Tuesday, January 04, 2005

Crazy Like a Fox, by Anne Stuart

I'm back! Hope you all had a good end to 2004 and have started 2005 even better. My end of the year was good, personally (on December 30th I finally managed to hand in a paper I've been meaning to write for the last couple of years, the final thing I needed to do to get my degree), though what with the tsunamis in Asia and the fire at the disco in Buenos Aires, I couldn't really summon much enthusiasm to celebrate.

I have started reading a lot again, though. During most of December, I was so busy with that #@%€ paper that I wasn't able to read much, and when I did, I felt hugely guilty because I thought I really should have been sitting at my computer and working. Actually, to a lesser extent I'd been feeling that way for some months. It will take a while for it to finally sink in, that I can just sit and read with a clear conscience!

Ok then, the first book I read once I was free was an Anne Stuart. As you'll see if you read the January 1st At The Back Fence column at All About Romance (the second part of the column), Anne Stuart writes all over the place, practically every type of book. I love opening one of her books, because, though not all of them have been successful with me, I like not knowing what I'm going to find. My latest read was Crazy Like a Fox.

A Family Affair...

Delacroix Landing was more of a prison than a mansion, but Margaret Jaffrey had no choice but to move in with her dead husband's eccentric Southern family so her nine-year-old daughter would have a better life.

Before long, Margaret found herself seduced by the atmosphere, the slower pace... and Peter Andrew Jaffrey, who excerted a powerful fascination on her -his cousin's widow.

She'd been warned about Peter, but his sad smile and compelling green eyes were driving her crazy with desire. Was it reckless fantasy or love's intuition that drew her to him?
It's funny, actually, how the blurb seems to be trying to hide what the book is about.

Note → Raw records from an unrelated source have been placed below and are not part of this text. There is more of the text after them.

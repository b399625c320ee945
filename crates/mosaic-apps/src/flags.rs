//! Per-user and per-account UI flags scoped by application name.
//!
//! Flags live in the user or account document under
//! `ui_flags.<app>.<flag>`. Setters work on a copy and return it; saving
//! the document is the caller's business.

use std::sync::Arc;

use mosaic_core::AuthSession;
use serde_json::{Map, Value};

const UI_FLAGS_KEY: &str = "ui_flags";

#[derive(Debug, Clone, Copy, PartialEq, Eq)]
enum FlagSource {
    User,
    Account,
}

/// Flag accessors for one application.
#[derive(Debug, Clone)]
pub struct UiFlags {
    app: String,
    session: Arc<AuthSession>,
}

impl UiFlags {
    /// Flags for `app`, defaulting to the session's documents.
    #[must_use]
    pub fn new(app: impl Into<String>, session: Arc<AuthSession>) -> Self {
        Self {
            app: app.into(),
            session,
        }
    }

    /// Flags stored on the user document.
    #[must_use]
    pub fn user(&self) -> FlagScope<'_> {
        FlagScope {
            flags: self,
            source: FlagSource::User,
        }
    }

    /// Flags stored on the account document.
    #[must_use]
    pub fn account(&self) -> FlagScope<'_> {
        FlagScope {
            flags: self,
            source: FlagSource::Account,
        }
    }
}

/// Flag accessors bound to the user or the account document.
#[derive(Debug, Clone, Copy)]
pub struct FlagScope<'a> {
    flags: &'a UiFlags,
    source: FlagSource,
}

impl FlagScope<'_> {
    /// Read `flag` from the session document.
    #[must_use]
    pub fn get(&self, flag: &str) -> Option<Value> {
        self.get_in(&self.document(), flag)
    }

    /// Read `flag` from `doc`.
    #[must_use]
    pub fn get_in(&self, doc: &Value, flag: &str) -> Option<Value> {
        doc.get(UI_FLAGS_KEY)?.get(&self.flags.app)?.get(flag).cloned()
    }

    /// A copy of the session document with `flag` set to `value`.
    #[must_use]
    pub fn set(&self, flag: &str, value: Value) -> Value {
        self.set_in(self.document(), flag, value)
    }

    /// `doc` with `flag` set to `value`.
    #[must_use]
    pub fn set_in(&self, mut doc: Value, flag: &str, value: Value) -> Value {
        if let Some(flags) = app_flags(&mut doc, &self.flags.app) {
            flags.insert(flag.to_string(), value);
        }
        doc
    }

    /// A copy of the session document without `flag`.
    #[must_use]
    pub fn destroy(&self, flag: &str) -> Value {
        self.destroy_in(self.document(), flag)
    }

    /// `doc` without `flag`.
    #[must_use]
    pub fn destroy_in(&self, mut doc: Value, flag: &str) -> Value {
        if let Some(flags) = doc
            .get_mut(UI_FLAGS_KEY)
            .and_then(|all| all.get_mut(&self.flags.app))
            .and_then(Value::as_object_mut)
        {
            flags.remove(flag);
        }
        doc
    }

    fn document(&self) -> Value {
        match self.source {
            FlagSource::User => self.flags.session.current_user(),
            FlagSource::Account => self.flags.session.current_account(),
        }
    }
}

/// The `ui_flags.<app>` object of `doc`, created on demand.
/// `None` when `doc` is not an object.
fn app_flags<'a>(doc: &'a mut Value, app: &str) -> Option<&'a mut Map<String, Value>> {
    if doc.is_null() {
        *doc = Value::Object(Map::new());
    }
    let all = doc
        .as_object_mut()?
        .entry(UI_FLAGS_KEY)
        .or_insert_with(|| Value::Object(Map::new()));
    if !all.is_object() {
        *all = Value::Object(Map::new());
    }
    let scoped = all
        .as_object_mut()?
        .entry(app)
        .or_insert_with(|| Value::Object(Map::new()));
    if !scoped.is_object() {
        *scoped = Value::Object(Map::new());
    }
    scoped.as_object_mut()
}
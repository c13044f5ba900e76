// Copyright (c) Microsoft Corporation.
// Licensed under the MIT License.

//! The disposition façade exposed on [`crate::pump::Pump`]: pass-through
//! complete/abandon/defer/dead-letter operations for non-sessioned mode
//! (spec §4.6).

use std::sync::Arc;

use crate::{error::ErrorKind, error::PumpError, interfaces::MessageReceiver};

/// Pass-through disposition operations. Constructed internally by
/// [`crate::pump::Pump`] once a non-sessioned handler is registered; absent
/// (calls fail with [`ErrorKind::UnsupportedOperation`]) in sessioned mode,
/// because disposition must go through the session itself, which holds the
/// lock — not the pump.
pub(crate) enum Disposition<R>
where
    R: MessageReceiver,
{
    /// A non-sessioned receiver is registered; calls forward to it.
    NonSessioned(Arc<R>),
    /// A session handler is registered, or nothing is registered yet; every
    /// call fails.
    Unavailable,
}

impl<R> Disposition<R>
where
    R: MessageReceiver,
{
    fn unsupported(operation: &str) -> PumpError {
        ErrorKind::UnsupportedOperation(format!(
            "{operation} is not available: disposition must be performed on the session directly in sessioned mode"
        ))
        .into()
    }

    /// Completes (deletes) the message identified by `lock_token`.
    pub(crate) async fn complete(&self, lock_token: &str) -> Result<(), PumpError> {
        match self {
            Self::NonSessioned(receiver) => receiver.complete(lock_token).await,
            Self::Unavailable => Err(Self::unsupported("complete")),
        }
    }

    /// Releases the lock on the message identified by `lock_token`.
    pub(crate) async fn abandon(&self, lock_token: &str) -> Result<(), PumpError> {
        match self {
            Self::NonSessioned(receiver) => receiver.abandon(lock_token).await,
            Self::Unavailable => Err(Self::unsupported("abandon")),
        }
    }

    /// Defers the message identified by `lock_token`.
    ///
    /// Forwards to the inner receiver's own `defer`, not `abandon` — the
    /// matching disposition for the operation requested.
    pub(crate) async fn defer(&self, lock_token: &str) -> Result<(), PumpError> {
        match self {
            Self::NonSessioned(receiver) => receiver.defer(lock_token).await,
            Self::Unavailable => Err(Self::unsupported("defer")),
        }
    }

    /// Moves the message identified by `lock_token` to the dead-letter queue.
    pub(crate) async fn dead_letter(
        &self,
        lock_token: &str,
        reason: Option<String>,
        description: Option<String>,
    ) -> Result<(), PumpError> {
        match self {
            Self::NonSessioned(receiver) => receiver.dead_letter(lock_token, reason, description).await,
            Self::Unavailable => Err(Self::unsupported("dead_letter")),
        }
    }
}
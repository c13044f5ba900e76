// Copyright (c) Microsoft Corporation.
// Licensed under the MIT License.

//! Non-sessioned receive -> dispatch -> dispose worker loop (spec §4.4).

use std::sync::atomic::{AtomicBool, Ordering};
use std::sync::Arc;
use std::time::Duration;

use tokio::task::JoinHandle;

use crate::{
    error::{Phase, PumpError},
    handler::{ExceptionSink, MessageHandler, NullExceptionSink},
    interfaces::MessageReceiver,
    model::LockedMessage,
    options::MessageHandlerOptions,
    receive_mode::ReceiveMode,
    renewal,
};

/// Fixed receive timeout: large enough to minimize churn against the broker.
const RECEIVE_TIMEOUT: Duration = Duration::from_secs(60);

/// Owns the `maxConcurrentCalls` worker loops for a single non-sessioned
/// handler registration. Dropping or [`Self::shut_down`]-ing signals all
/// workers to exit after their current iteration settles.
pub(crate) struct MessagePump {
    closing: Arc<AtomicBool>,
    workers: Vec<JoinHandle<()>>,
}

impl MessagePump {
    pub(crate) fn start<R, H>(
        receiver: Arc<R>,
        handler: Arc<H>,
        mode: ReceiveMode,
        options: MessageHandlerOptions,
        exception_sink: Arc<dyn ExceptionSink>,
    ) -> Self
    where
        R: MessageReceiver + 'static,
        H: MessageHandler<R::Message> + 'static,
    {
        let closing = Arc::new(AtomicBool::new(false));
        let workers = (0..options.max_concurrent_calls)
            .map(|_| {
                tokio::spawn(worker_loop(
                    Arc::clone(&receiver),
                    Arc::clone(&handler),
                    mode,
                    options.clone(),
                    Arc::clone(&exception_sink),
                    Arc::clone(&closing),
                ))
            })
            .collect();

        Self { closing, workers }
    }

    /// Signals every worker loop to stop issuing new receives. Does not wait
    /// for in-flight work to settle; see [`Self::join`].
    pub(crate) fn shut_down(&self) {
        self.closing.store(true, Ordering::SeqCst);
    }

    /// Waits for every worker loop to exit. Callers should call
    /// [`Self::shut_down`] first.
    pub(crate) async fn join(self) {
        for worker in self.workers {
            let _ = worker.await;
        }
    }
}

async fn worker_loop<R, H>(
    receiver: Arc<R>,
    handler: Arc<H>,
    mode: ReceiveMode,
    options: MessageHandlerOptions,
    exception_sink: Arc<dyn ExceptionSink>,
    closing: Arc<AtomicBool>,
) where
    R: MessageReceiver + 'static,
    H: MessageHandler<R::Message> + 'static,
{
    loop {
        if closing.load(Ordering::SeqCst) {
            return;
        }

        let message = match receiver.receive(RECEIVE_TIMEOUT).await {
            Ok(Some(message)) => message,
            Ok(None) => continue,
            Err(error) => {
                exception_sink.notify_exception(&error, Phase::Receive);
                continue;
            }
        };

        let message = Arc::new(message);
        let renewal_loop = if mode.is_peek_lock() {
            Some(renewal::start_message_renewal(
                Arc::clone(&receiver),
                Arc::clone(&message),
                chrono::Utc::now(),
                options.max_auto_renew_duration,
                Arc::clone(&exception_sink),
            ))
        } else {
            None
        };

        let outcome = handler.handle(&message).await;

        if let Some(renewal_loop) = &renewal_loop {
            renewal_loop.cancel();
            renewal_loop.join().await;
        }

        if let Err(error) = &outcome {
            exception_sink.notify_exception(
                &PumpError::user_callback_failure(format!("{error:?}")),
                Phase::UserCallback,
            );
        }

        if mode.is_peek_lock() {
            dispose(&receiver, &message, outcome.is_ok(), options.auto_complete, &exception_sink).await;
        }
    }
}

async fn dispose<R>(
    receiver: &Arc<R>,
    message: &Arc<R::Message>,
    callback_succeeded: bool,
    auto_complete: bool,
    exception_sink: &Arc<dyn ExceptionSink>,
) where
    R: MessageReceiver,
{
    let Some(lock_token) = message.lock_token() else {
        return;
    };

    if callback_succeeded {
        if !auto_complete {
            return;
        }
        if let Err(error) = receiver.complete(lock_token).await {
            exception_sink.notify_exception(&error, Phase::Complete);
        }
    } else if let Err(error) = receiver.abandon(lock_token).await {
        exception_sink.notify_exception(&error, Phase::Abandon);
    }
}

/// Convenience used by [`crate::pump::Pump`] to build a [`NullExceptionSink`]
/// when no sink was supplied at registration.
pub(crate) fn default_exception_sink() -> Arc<dyn ExceptionSink> {
    Arc::new(NullExceptionSink)
}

I guess the publishers think most readers will shy away from reading about the heroine falling in love with the lunatic murderer locked in the attic, LOL! I know an accurate blurb would have had me buying the book immediately, even without knowing the author. I would have been right to buy it, too, because it was an excellent book. My grade would be a B+.

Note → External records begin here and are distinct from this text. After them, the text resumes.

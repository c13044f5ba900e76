// Copyright (c) Microsoft Corporation.
// Licensed under the MIT License.

//! [`Pump`]: the public entry point tying handler registration, the
//! disposition façade, and graceful close together.

use std::sync::Arc;

use tokio::sync::Mutex as AsyncMutex;

use crate::{
    disposition::Disposition,
    error::{ErrorKind, PumpError},
    handler::{ExceptionSink, MessageHandler, NullExceptionSink, SessionMessageHandler},
    interfaces::{MessageReceiver, ReceiverFactory, SessionReceiver},
    message_pump::MessagePump,
    options::{MessageHandlerOptions, SessionHandlerOptions},
    receive_mode::ReceiveMode,
    session_pump::SessionPump,
};

enum Registration<F>
where
    F: ReceiverFactory,
{
    Inert,
    NonSessioned { receiver: Arc<F::MessageReceiver>, worker: MessagePump },
    Sessioned { worker: SessionPump },
    Closed,
}

/// A message and session pump bound to one broker entity (queue or
/// subscription) reached through `F`.
///
/// Created inert; [`Self::register_message_handler`] or
/// [`Self::register_session_handler`] opens the handler's worker loops,
/// exactly one of which may ever be called on a given pump. [`Self::close`]
/// stops new receives/accepts and waits for in-flight work to drain.
pub struct Pump<F>
where
    F: ReceiverFactory,
{
    factory: Arc<F>,
    entity_path: String,
    mode: ReceiveMode,
    exception_sink: Arc<dyn ExceptionSink>,
    registration: AsyncMutex<Registration<F>>,
}

impl<F> Pump<F>
where
    F: ReceiverFactory + 'static,
{
    /// Creates an inert pump bound to `entity_path`, using
    /// [`NullExceptionSink`] until [`Self::with_exception_sink`] is called.
    #[must_use]
    pub fn new(factory: F, entity_path: impl Into<String>, mode: ReceiveMode) -> Self {
        Self {
            factory: Arc::new(factory),
            entity_path: entity_path.into(),
            mode,
            exception_sink: Arc::new(NullExceptionSink),
            registration: AsyncMutex::new(Registration::Inert),
        }
    }

    /// Replaces the exception sink. Must be called before registering a
    /// handler; it has no effect on an already-running handler's loops.
    #[must_use]
    pub fn with_exception_sink(mut self, exception_sink: impl ExceptionSink + 'static) -> Self {
        self.exception_sink = Arc::new(exception_sink);
        self
    }

    /// Registers a non-sessioned message handler, launching
    /// `options.max_concurrent_calls` worker loops. Fails with
    /// [`ErrorKind::UnsupportedOperation`] if a handler is already registered
    /// or the pump has been closed.
    pub async fn register_message_handler<H>(
        &self,
        handler: H,
        options: MessageHandlerOptions,
    ) -> Result<(), PumpError>
    where
        H: MessageHandler<<F::MessageReceiver as MessageReceiver>::Message> + 'static,
    {
        let mut registration = self.registration.lock().await;
        if !matches!(*registration, Registration::Inert) {
            return Err(already_registered());
        }

        let receiver = Arc::new(self.factory.create_receiver(&self.entity_path, self.mode).await?);
        log::info!("registered non-sessioned message handler for '{}'", self.entity_path);

        let worker = MessagePump::start(
            Arc::clone(&receiver),
            Arc::new(handler),
            self.mode,
            options,
            Arc::clone(&self.exception_sink),
        );

        *registration = Registration::NonSessioned { receiver, worker };
        Ok(())
    }

    /// Registers a sessioned message handler, launching
    /// `options.max_concurrent_sessions` outer acceptance loops. Fails with
    /// [`ErrorKind::UnsupportedOperation`] if a handler is already registered
    /// or the pump has been closed.
    pub async fn register_session_handler<H>(
        &self,
        handler: H,
        options: SessionHandlerOptions,
    ) -> Result<(), PumpError>
    where
        H: SessionMessageHandler<F::SessionReceiver, <F::SessionReceiver as MessageReceiver>::Message>
            + 'static,
    {
        let mut registration = self.registration.lock().await;
        if !matches!(*registration, Registration::Inert) {
            return Err(already_registered());
        }

        log::info!("registered session handler for '{}'", self.entity_path);

        let worker = SessionPump::start(
            Arc::clone(&self.factory),
            self.entity_path.clone(),
            Arc::new(handler),
            self.mode,
            options,
            Arc::clone(&self.exception_sink),
        );

        *registration = Registration::Sessioned { worker };
        Ok(())
    }

    /// Completes (deletes) the message identified by `lock_token`. Only
    /// meaningful with a non-sessioned [`ReceiveMode::PeekLock`] handler
    /// registered; fails with [`ErrorKind::UnsupportedOperation`] otherwise.
    pub async fn complete(&self, lock_token: &str) -> Result<(), PumpError> {
        self.disposition().await.complete(lock_token).await
    }

    /// Releases the lock on the message identified by `lock_token`.
    pub async fn abandon(&self, lock_token: &str) -> Result<(), PumpError> {
        self.disposition().await.abandon(lock_token).await
    }

    /// Defers the message identified by `lock_token`.
    pub async fn defer(&self, lock_token: &str) -> Result<(), PumpError> {
        self.disposition().await.defer(lock_token).await
    }

    /// Moves the message identified by `lock_token` to the dead-letter queue.
    pub async fn dead_letter(
        &self,
        lock_token: &str,
        reason: Option<String>,
        description: Option<String>,
    ) -> Result<(), PumpError> {
        self.disposition().await.dead_letter(lock_token, reason, description).await
    }

    /// Prevents new receives/accepts and waits for in-flight work to drain.
    /// Idempotent: closing an already-closed or never-registered pump is a
    /// no-op.
    pub async fn close(&self) -> Result<(), PumpError> {
        let mut registration = self.registration.lock().await;
        let previous = std::mem::replace(&mut *registration, Registration::Closed);
        match previous {
            Registration::Inert | Registration::Closed => Ok(()),
            Registration::NonSessioned { receiver, worker } => {
                worker.shut_down();
                worker.join().await;
                receiver.close().await
            }
            Registration::Sessioned { worker } => {
                worker.shut_down();
                worker.join().await;
                Ok(())
            }
        }
    }

    async fn disposition(&self) -> Disposition<F::MessageReceiver> {
        match &*self.registration.lock().await {
            Registration::NonSessioned { receiver, .. } => Disposition::NonSessioned(Arc::clone(receiver)),
            Registration::Sessioned { .. } | Registration::Inert | Registration::Closed => {
                Disposition::Unavailable
            }
        }
    }
}

fn already_registered() -> PumpError {
    ErrorKind::UnsupportedOperation(
        "a handler is already registered on this pump, or the pump has been closed".to_string(),
    )
    .into()
}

What this is is a modern gothic, with some of the elements of the old ones, but with more sex mixed in, among other things. Our heroine, Margaret, arrives at the house and is almost immediately intrigued by Peter, who she soon finds out has been convicted of murdering his wife and has been diagnosed as insane and allowed to be placed under house arrest. The man can't be near an open flame because he'll set fire to the entire house, and listening to country music will send him into fits. And yet Margaret feels drawn to him, even if she can't be sure of his sanity.

Of course, even in an Anne Stuart book, we readers know that the hero can't be a murderer and he can't be really crazy, but Margaret doesn't. I did like how Stuart managed to keep her from looking like a gullible idiot for believing in him. At first, she doesn't (believe in him, that is). She completely buys his craziness -which isn't strange, because he's really good at his little games- and it's only little by little that she starts seeing small details that manage to convince her.

Margaret is quite a strong heroine, always a plus. She stands up for herself, and doesn't allow anyone to bully her, not Peter and not the overbearing family matriarch. And I liked that she was not above a little bitchiness when dealing with her husband's spoiled female cousin who lived in the house.

Peter was also an excellent character. He's very reluctant to start something with Margaret, but he can't help himself. I really enjoyed the scenes in New Orleans, where he takes a huge risk in order to go to Margaret in disguise during Mardi Gras. Stuart wrote his increasing desperation to get out of his rison very well.

The only negative was that the suspense subplot was a bit weak, basically because it was so obvious and it made Peter look like a bit of a boob for not realizing what was happening earlier.Other than that, it's all good!